両手にお菓子の袋を抱え、碧と宇汰はまるで子どものように目を輝かせている。
「見てよ玲亜! ほら、このクッキー、形が犬だよ!」
「兄さん、大福もある。賞味期限、今日中」
「じゃあ急いで食べなきゃ! 玲亜も食べよ!」
はしゃぐふたりの横で、私は袋を下げた腕をだらんと伸ばし、思わずため息をついた。
「……はぁ……お菓子で給料とんでった……」
財布の中身を思い出して項垂れる。
でも、その横顔をちらりと見れば、ふたりとも満足そうで、楽しげで。
「……まぁ、いっか」
小さく笑って、歩を進めたそのときだった。
──ふいに、視界が揺れた。
耳鳴りがして、体の芯から力が抜けていく。
「玲亜!?」
碧の声が遠くで響いた。
次の瞬間、石畳に膝をつき、そのまま意識がふっと落ちた。
---
次に気づいたとき、ほんのり畳の匂いがした。
目を開けると、見慣れた社務所の控えの間。
頬にやわらかな感触があって、顔を横に動かすと、誰かの膝の上だった。
「……碧……?」
「玲亜、起きた?」
見上げると、碧が心底安心したように微笑んでいた。
彼の太ももの上に頭を乗せられて、座布団まで敷かれている。
「ごめん、びっくりした……急に倒れるから」
「……私、そんなに……?」
「巫の力を使いすぎたんだと思う。
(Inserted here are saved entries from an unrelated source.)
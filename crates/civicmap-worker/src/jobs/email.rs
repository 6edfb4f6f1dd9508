//! Email delivery job handler.

use async_trait::async_trait;
use serde_json::Value;
use tracing::{info, warn};

use civicmap_core::config::mail::MailConfig;
use civicmap_core::traits::mailer::EmailMessage;
use civicmap_entity::job::model::Job;

use crate::executor::{JobExecutionError, JobHandler};

/// Job type for outbound email delivery.
pub const SEND_EMAIL_JOB: &str = "send_email";

/// Delivers queued email through the mail provider's HTTP API.
///
/// With an empty `api_url` the handler logs the message and completes — the
/// mode development and CI run in.
#[derive(Debug)]
pub struct EmailJobHandler {
    /// HTTP client, reused across deliveries.
    client: reqwest::Client,
    /// Mail provider settings.
    config: MailConfig,
}

impl EmailJobHandler {
    /// Create a new email job handler.
    pub fn new(config: MailConfig) -> Self {
        Self {
            client: reqwest::Client::new(),
            config,
        }
    }

    /// Deliver one message through the provider API.
    async fn deliver(&self, message: &EmailMessage) -> Result<(), JobExecutionError> {
        let body = serde_json::json!({
            "from": self.config.from_email,
            "to": message.to_email,
            "subject": message.subject,
            "template": message.template,
            "context": message.context,
        });

        let response = self
            .client
            .post(&self.config.api_url)
            .bearer_auth(&self.config.api_key)
            .json(&body)
            .send()
            .await
            .map_err(|e| JobExecutionError::Transient(format!("Mail provider unreachable: {e}")))?;

        if !response.status().is_success() {
            return Err(JobExecutionError::Transient(format!(
                "Mail provider returned {}",
                response.status()
            )));
        }

        Ok(())
    }
}

#[async_trait]
impl JobHandler for EmailJobHandler {
    fn job_type(&self) -> &str {
        SEND_EMAIL_JOB
    }

    async fn execute(&self, job: &Job) -> Result<Option<Value>, JobExecutionError> {
        let message: EmailMessage = serde_json::from_value(job.payload.clone()).map_err(|e| {
            JobExecutionError::Permanent(format!("Malformed send_email payload: {e}"))
        })?;

        if message.to_email.trim().is_empty() {
            return Err(JobExecutionError::Permanent(
                "send_email payload has no recipient".to_string(),
            ));
        }

        if self.config.api_url.is_empty() {
            info!(
                to = %message.to_email,
                subject = %message.subject,
                template = %message.template,
                "Mail provider not configured, log-only delivery"
            );
            return Ok(Some(serde_json::json!({ "delivered": false, "mode": "log" })));
        }

        match self.deliver(&message).await {
            Ok(()) => {
                info!(to = %message.to_email, subject = %message.subject, "Email delivered");
                Ok(Some(serde_json::json!({ "delivered": true })))
            }
            Err(e) => {
                warn!(to = %message.to_email, error = %e, "Email delivery failed");
                Err(e)
            }
        }
    }
}

#[cfg(test)]
mod tests {
    use super::*;
    use chrono::Utc;
    use civicmap_entity::job::status::{JobPriority, JobStatus};
    use uuid::Uuid;

    fn job(payload: Value) -> Job {
        let now = Utc::now();
        Job {
            id: Uuid::new_v4(),
            job_type: SEND_EMAIL_JOB.to_string(),
            queue: "mail".to_string(),
            priority: JobPriority::Normal,
            payload,
            error_message: None,
            status: JobStatus::Pending,
            attempts: 1,
            max_attempts: 3,
            worker_id: None,
            created_at: now,
            updated_at: now,
        }
    }

    #[tokio::test]
    async fn test_malformed_payload_is_permanent() {
        let handler = EmailJobHandler::new(MailConfig::default());
        let err = handler
            .execute(&job(serde_json::json!({"nope": true})))
            .await
            .unwrap_err();
        assert!(matches!(err, JobExecutionError::Permanent(_)));
    }

    #[tokio::test]
    async fn test_empty_recipient_is_permanent() {
        let handler = EmailJobHandler::new(MailConfig::default());
        let payload = serde_json::to_value(EmailMessage::new(
            "",
            "Nouvelle demande de collaboration",
            "collaboration_request",
            serde_json::json!({}),
        ))
        .unwrap();
        let err = handler.execute(&job(payload)).await.unwrap_err();
        assert!(matches!(err, JobExecutionError::Permanent(_)));
    }

    #[tokio::test]
    async fn test_log_only_delivery_completes() {
        let handler = EmailJobHandler::new(MailConfig::default());
        let payload = serde_json::to_value(EmailMessage::new(
            "elu@mairie.ml",
            "Nouvelle demande de collaboration",
            "collaboration_request",
            serde_json::json!({"incident_title": "Fuite d'eau"}),
        ))
        .unwrap();
        let result = handler.execute(&job(payload)).await.unwrap().unwrap();
        assert_eq!(result["delivered"], false);
        assert_eq!(result["mode"], "log");
    }
}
さっきから玲亜の気配、すごく薄かったから……」
碧の声は、普段の軽さをなくして、真剣だった。
彼は私の額にそっと手を当て、眉をひそめる。
「熱もある……。無理しちゃ駄目だよ」
「でも……神社を守らなきゃって……」
「守るのは、俺と宇汰の役目だよ。玲亜は一緒に祈ってくれるだけで十分」
そう言って、碧の手が私の髪をゆっくり撫でる。
指先が優しくすくい上げるたびに、緊張で張りつめていた心が少しずつ解けていく。
「玲亜。俺、ここにいるから。安心して眠って」
その声は、胸の奥に直接響くみたいにあたたかかった。
もう一度無理に起き上がろうとしたけれど、彼の掌がそっと押さえてくる。
「ね? 少しくらい……俺に頼ってよ」
「……碧に頼ると、調子に乗るでしょ」
「うん。調子に乗る」
「……自覚あるんだ」
「だって、玲亜に頼られるの、すごく嬉しいから」
照れ隠しもなく言い切る碧に、頬が熱くなる。
でも、その無邪気な言葉が不思議と心地よくて、また瞼が重くなった。
眠りに落ちる直前、彼の鼓動が耳に響く。
一定のリズムが子守唄のように安らかで、胸の奥まで沁み込んでいく。
(……あったかい……)
私は碧の温もりに身を委ね、静かに目を閉じた。